#### [INSTRUCTIONS FOR THE TASK]
Within the material that follows, how many lines include the string "SocketAddr"? Answer with the number and nothing more.

#### [EXCERPTED RECORDS]

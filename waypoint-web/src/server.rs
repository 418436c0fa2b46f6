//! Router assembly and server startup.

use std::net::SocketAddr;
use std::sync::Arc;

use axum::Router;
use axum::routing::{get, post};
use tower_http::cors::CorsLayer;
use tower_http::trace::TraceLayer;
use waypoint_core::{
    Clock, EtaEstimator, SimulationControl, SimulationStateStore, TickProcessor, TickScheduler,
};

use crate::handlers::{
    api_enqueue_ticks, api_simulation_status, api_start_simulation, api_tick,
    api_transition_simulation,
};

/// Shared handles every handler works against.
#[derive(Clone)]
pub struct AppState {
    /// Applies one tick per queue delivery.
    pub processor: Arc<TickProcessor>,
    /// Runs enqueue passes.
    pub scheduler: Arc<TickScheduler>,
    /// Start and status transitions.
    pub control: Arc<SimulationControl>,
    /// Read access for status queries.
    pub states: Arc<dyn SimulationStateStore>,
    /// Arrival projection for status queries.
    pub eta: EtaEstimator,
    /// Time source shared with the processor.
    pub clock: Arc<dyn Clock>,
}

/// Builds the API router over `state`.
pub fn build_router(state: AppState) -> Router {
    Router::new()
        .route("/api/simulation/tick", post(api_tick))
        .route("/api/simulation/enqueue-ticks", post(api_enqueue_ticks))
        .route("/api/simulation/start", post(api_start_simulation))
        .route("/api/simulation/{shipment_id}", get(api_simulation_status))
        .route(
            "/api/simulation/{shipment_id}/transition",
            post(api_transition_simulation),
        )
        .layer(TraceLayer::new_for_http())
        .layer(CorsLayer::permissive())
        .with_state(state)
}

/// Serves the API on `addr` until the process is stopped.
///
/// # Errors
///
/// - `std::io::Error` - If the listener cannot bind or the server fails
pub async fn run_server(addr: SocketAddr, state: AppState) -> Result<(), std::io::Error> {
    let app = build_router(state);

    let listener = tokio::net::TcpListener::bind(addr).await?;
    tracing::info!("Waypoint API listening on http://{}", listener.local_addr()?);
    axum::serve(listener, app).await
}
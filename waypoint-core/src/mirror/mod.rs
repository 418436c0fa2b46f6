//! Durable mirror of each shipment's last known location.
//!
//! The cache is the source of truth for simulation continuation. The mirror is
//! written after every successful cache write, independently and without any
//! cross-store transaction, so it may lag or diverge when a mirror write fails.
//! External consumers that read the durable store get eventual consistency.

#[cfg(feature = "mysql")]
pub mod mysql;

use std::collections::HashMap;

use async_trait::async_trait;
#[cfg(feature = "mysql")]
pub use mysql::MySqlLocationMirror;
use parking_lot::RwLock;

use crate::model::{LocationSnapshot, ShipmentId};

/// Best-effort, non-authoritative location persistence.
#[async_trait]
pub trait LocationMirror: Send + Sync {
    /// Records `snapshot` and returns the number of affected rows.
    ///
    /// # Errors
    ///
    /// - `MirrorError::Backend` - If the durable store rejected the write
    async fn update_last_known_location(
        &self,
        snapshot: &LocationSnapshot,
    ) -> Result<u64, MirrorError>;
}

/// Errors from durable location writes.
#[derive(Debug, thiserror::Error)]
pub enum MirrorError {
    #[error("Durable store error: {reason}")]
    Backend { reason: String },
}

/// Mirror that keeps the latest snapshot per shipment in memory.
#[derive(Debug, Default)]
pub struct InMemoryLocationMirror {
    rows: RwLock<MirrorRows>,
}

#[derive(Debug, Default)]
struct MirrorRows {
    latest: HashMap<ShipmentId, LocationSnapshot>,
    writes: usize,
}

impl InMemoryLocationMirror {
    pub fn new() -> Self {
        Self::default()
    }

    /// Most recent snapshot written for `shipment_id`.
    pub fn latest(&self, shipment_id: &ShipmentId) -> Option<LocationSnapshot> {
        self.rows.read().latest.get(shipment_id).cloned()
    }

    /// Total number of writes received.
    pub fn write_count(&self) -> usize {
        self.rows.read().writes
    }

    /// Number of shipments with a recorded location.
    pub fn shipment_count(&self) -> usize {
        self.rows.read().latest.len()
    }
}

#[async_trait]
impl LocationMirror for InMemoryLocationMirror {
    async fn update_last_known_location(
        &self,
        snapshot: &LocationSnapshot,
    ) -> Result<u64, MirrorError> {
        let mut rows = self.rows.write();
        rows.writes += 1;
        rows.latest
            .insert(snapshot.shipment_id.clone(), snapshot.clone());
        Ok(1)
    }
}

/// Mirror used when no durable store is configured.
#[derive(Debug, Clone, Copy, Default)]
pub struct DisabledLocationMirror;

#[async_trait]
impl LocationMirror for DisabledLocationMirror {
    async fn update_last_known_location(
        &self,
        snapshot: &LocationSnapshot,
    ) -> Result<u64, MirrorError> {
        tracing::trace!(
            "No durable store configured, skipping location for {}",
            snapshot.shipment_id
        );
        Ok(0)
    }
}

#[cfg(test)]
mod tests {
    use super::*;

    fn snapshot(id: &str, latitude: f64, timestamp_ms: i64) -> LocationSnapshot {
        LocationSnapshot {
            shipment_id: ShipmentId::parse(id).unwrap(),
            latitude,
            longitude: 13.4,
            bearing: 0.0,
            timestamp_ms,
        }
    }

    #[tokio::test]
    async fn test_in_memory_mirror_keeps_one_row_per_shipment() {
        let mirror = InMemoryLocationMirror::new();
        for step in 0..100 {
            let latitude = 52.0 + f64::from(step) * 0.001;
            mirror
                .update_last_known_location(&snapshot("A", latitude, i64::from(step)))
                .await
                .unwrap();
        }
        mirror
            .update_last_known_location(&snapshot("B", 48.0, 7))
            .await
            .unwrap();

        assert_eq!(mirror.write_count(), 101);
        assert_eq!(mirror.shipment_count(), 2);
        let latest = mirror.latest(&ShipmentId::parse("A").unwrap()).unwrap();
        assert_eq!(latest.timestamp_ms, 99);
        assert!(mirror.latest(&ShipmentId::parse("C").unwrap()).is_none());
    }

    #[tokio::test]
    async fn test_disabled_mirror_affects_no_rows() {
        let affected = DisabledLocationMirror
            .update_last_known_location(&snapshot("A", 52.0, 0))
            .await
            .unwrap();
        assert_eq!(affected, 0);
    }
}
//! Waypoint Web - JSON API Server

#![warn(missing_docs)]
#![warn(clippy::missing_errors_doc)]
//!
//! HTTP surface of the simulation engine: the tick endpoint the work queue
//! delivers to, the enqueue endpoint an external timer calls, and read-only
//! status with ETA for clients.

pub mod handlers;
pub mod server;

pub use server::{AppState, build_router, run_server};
---
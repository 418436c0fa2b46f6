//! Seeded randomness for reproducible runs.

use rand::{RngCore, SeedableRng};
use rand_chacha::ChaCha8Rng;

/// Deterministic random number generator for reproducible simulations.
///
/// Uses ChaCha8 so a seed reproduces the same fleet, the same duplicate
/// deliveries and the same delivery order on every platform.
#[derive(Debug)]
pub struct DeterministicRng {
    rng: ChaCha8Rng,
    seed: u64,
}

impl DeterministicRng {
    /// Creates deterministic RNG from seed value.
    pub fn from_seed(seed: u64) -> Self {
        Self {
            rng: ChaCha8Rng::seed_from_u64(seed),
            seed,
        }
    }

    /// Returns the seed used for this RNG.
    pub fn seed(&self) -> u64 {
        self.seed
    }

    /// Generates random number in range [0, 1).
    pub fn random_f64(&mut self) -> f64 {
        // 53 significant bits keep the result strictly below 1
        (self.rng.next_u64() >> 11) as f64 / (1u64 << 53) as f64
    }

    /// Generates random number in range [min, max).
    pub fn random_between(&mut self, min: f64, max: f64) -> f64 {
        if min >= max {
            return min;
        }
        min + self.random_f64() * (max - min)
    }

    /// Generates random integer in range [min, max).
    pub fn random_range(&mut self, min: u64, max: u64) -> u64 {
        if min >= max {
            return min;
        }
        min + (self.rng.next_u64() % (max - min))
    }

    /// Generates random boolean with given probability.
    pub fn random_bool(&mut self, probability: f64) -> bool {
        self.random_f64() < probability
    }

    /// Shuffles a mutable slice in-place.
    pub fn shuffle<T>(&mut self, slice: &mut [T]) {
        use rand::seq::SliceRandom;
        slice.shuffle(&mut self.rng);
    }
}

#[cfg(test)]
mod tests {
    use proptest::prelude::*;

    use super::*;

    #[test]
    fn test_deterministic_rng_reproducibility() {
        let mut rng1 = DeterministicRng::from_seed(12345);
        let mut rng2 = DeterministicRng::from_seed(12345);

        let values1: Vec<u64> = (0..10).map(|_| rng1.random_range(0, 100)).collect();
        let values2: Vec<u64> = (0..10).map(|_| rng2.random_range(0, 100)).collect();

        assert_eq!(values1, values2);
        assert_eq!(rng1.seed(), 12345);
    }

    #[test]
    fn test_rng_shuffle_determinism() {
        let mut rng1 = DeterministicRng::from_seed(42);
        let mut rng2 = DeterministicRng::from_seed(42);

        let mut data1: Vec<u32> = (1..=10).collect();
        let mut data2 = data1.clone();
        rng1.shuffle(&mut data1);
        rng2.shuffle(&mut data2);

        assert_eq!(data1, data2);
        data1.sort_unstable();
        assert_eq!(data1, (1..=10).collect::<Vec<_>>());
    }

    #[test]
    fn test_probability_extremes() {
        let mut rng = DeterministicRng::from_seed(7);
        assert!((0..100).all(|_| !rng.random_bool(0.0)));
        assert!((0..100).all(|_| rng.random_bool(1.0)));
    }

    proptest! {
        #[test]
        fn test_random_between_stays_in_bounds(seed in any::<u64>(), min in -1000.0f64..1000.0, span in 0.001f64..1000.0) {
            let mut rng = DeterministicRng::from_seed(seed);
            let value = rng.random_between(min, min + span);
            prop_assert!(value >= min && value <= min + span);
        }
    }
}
...
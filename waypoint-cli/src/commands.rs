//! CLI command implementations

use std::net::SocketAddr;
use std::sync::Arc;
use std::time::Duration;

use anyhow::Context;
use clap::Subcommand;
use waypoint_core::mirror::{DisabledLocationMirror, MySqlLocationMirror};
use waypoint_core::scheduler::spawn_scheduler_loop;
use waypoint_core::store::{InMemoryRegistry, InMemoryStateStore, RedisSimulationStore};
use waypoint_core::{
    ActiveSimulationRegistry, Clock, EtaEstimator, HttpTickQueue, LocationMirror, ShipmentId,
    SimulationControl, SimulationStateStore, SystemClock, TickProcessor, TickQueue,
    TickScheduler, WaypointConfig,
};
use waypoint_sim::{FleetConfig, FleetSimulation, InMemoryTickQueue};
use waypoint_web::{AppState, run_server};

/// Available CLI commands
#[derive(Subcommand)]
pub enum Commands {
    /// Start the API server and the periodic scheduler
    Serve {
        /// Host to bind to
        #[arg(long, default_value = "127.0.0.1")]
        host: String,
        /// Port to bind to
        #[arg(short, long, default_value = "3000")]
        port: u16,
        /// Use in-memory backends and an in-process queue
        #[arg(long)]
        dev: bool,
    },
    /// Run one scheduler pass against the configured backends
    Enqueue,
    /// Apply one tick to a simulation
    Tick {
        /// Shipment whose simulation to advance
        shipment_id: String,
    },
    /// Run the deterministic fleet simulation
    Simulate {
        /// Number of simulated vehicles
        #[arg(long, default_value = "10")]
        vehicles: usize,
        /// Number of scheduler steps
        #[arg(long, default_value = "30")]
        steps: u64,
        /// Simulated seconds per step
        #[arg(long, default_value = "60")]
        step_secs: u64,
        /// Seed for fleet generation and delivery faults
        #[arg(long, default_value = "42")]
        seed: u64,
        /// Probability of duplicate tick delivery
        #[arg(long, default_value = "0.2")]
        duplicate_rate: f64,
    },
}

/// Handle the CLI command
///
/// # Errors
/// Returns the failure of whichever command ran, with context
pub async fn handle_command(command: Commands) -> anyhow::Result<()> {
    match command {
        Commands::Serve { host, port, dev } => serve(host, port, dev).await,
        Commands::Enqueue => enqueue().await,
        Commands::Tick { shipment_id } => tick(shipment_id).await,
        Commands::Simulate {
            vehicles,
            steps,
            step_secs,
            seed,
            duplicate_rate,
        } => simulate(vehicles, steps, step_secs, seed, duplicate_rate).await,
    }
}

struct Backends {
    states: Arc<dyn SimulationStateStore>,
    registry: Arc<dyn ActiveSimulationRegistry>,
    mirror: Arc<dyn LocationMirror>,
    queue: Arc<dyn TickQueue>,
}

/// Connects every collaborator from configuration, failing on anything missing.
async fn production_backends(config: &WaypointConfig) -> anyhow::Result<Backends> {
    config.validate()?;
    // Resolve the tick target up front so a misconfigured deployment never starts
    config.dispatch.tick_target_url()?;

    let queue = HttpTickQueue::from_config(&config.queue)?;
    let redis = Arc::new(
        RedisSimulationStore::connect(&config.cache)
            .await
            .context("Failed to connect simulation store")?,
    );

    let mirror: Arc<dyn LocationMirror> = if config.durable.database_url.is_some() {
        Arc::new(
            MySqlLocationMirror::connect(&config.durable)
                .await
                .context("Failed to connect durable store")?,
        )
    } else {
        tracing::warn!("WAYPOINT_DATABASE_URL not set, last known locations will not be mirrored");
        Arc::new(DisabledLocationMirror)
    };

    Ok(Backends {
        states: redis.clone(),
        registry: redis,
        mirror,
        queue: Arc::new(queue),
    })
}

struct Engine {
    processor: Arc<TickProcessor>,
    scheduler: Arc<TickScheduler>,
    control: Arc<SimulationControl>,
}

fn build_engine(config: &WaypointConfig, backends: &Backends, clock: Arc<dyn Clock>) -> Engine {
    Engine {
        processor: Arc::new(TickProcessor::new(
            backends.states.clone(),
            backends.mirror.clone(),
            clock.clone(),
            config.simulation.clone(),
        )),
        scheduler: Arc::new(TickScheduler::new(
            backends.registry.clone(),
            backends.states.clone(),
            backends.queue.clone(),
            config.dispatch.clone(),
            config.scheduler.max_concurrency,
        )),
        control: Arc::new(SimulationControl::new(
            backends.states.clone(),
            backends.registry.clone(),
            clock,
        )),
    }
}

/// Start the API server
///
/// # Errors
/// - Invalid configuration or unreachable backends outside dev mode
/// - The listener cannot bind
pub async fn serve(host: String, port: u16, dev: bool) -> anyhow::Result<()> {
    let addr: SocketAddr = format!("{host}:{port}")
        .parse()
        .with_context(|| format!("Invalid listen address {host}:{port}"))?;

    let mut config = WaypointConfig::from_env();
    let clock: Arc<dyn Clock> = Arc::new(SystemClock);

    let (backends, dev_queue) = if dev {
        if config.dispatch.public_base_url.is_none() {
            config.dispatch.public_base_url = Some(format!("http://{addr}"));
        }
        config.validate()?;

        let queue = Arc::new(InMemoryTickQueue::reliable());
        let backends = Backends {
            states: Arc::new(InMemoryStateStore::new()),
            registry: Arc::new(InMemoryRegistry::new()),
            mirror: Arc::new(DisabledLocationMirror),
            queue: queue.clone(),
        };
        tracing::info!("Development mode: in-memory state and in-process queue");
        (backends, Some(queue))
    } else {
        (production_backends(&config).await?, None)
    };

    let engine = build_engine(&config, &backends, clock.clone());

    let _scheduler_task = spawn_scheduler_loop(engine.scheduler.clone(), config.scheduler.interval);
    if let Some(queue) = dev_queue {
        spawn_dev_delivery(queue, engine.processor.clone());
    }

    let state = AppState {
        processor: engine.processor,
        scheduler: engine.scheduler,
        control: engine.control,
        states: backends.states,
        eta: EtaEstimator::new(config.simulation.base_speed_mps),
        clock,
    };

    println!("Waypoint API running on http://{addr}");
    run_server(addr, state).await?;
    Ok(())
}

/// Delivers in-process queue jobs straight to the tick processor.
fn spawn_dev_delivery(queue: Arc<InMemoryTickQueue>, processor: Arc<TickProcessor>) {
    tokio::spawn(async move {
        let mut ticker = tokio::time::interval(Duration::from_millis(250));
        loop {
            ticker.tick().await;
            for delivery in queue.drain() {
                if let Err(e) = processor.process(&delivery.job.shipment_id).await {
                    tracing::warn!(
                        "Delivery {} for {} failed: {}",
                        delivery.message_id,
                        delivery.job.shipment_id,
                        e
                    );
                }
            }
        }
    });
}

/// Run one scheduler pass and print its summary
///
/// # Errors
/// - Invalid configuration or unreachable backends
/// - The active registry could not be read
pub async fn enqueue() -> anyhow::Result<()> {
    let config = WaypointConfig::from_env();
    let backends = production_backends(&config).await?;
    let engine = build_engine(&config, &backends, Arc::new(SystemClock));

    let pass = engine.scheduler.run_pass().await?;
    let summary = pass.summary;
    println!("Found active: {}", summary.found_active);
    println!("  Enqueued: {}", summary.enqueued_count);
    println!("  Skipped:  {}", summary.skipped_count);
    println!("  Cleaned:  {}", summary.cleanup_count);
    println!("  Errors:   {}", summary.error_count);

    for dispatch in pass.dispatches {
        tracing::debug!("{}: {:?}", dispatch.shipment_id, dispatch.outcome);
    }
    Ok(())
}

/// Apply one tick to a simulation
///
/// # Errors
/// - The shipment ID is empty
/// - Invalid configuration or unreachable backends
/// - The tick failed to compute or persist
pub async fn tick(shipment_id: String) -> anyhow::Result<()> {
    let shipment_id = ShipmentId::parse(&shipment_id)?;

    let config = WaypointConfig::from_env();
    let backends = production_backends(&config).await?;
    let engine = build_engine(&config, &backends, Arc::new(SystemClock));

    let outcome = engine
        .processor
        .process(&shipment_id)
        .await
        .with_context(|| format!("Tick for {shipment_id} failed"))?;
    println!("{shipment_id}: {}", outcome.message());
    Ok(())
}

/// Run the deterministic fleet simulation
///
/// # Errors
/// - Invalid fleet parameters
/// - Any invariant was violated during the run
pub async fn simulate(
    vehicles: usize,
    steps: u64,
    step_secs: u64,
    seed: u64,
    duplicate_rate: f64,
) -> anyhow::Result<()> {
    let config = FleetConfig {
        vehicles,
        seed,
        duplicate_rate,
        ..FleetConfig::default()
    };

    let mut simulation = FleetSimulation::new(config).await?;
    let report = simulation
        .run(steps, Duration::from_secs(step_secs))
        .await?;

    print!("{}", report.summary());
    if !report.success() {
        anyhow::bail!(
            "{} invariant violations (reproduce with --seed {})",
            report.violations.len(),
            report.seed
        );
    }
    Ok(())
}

#### [REPLY TO THE TASK]
4